The purpose was to develop a predictive screening instrument for use at ICU discharge to identify patients at risk for post-traumatic stress, anxiety or depression.
Potential risk factors for psychological problems were prospectively collected at ICU discharge. Two months after ICU discharge 252 ICU survivors received the questionnaires Post-Traumatic Stress Symptom scale-10 (PTSS-10) and Hospital Anxiety and Depression Scale (HADS) to estimate the degree of post-traumatic stress, anxiety and depression.

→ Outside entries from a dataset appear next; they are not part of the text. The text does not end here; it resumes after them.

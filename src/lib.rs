// SPDX-License-Identifier: AGPL-3.0-or-later
//
// Copyright (C) 2026 ElectroHub

//! ElectroHub Saved Items - Marketplace Wishlist Service
//!
//! This crate provides the saved-items (wishlist) backend for the
//! ElectroHub classifieds marketplace. Wishlist membership lives in a
//! Redis-backed key-value set store with a rolling 30-day TTL per user;
//! listing metadata is joined in from the relational catalog at read time.
//!
//! ## Modules
//!
//! - `api` - HTTP API handlers (Axum)
//! - `auth` - Session token verification (HS256 JWT)
//! - `wishlist` - Saved-items set semantics over the key-value store
//! - `store` - Key-value set store capability (Redis / in-memory)
//! - `catalog` - Relational listing and account lookups (SeaORM / Postgres)
//! - `mailer` - Contact-seller mail relay

pub mod api;
pub mod auth;
pub mod catalog;
pub mod config;
pub mod error;
pub mod mailer;
pub mod models;
pub mod state;
pub mod store;
pub mod wishlist;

Of the 150 responders, 31% had adverse psychological outcome, defined as PTSS-10 >35 and/or HADS subscales ≥8. After analysis, six predictors with weighted risk scores were included in the screening instrument: major pre-existing disease, being a parent to children younger than 18 years of age, previous psychological problems, in-ICU agitation, being unemployed or sick-listed at ICU admission and appearing depressed in the ICU. Each predictor corresponded to a given risk score. The total risk score, the sum of individual risk scores, was related to the probability for adverse psychological outcome in the individual patient. The predictive accuracy of the screening instrument, as assessed with area under the receiver operating curve, was 0.77. When categorizing patients in three risk probability groups - low (0 to 29%), moderate (30 to 59%) and high (60 to 100%) risk - the actual prevalence of adverse psychological outcome in respective groups was 12%, 50% and 63%.
The preliminary screening instrument may aid ICU clinicians in identifying patients at risk for adverse psychological outcome after critical illness. Prior to wider clinical use, external validation is needed.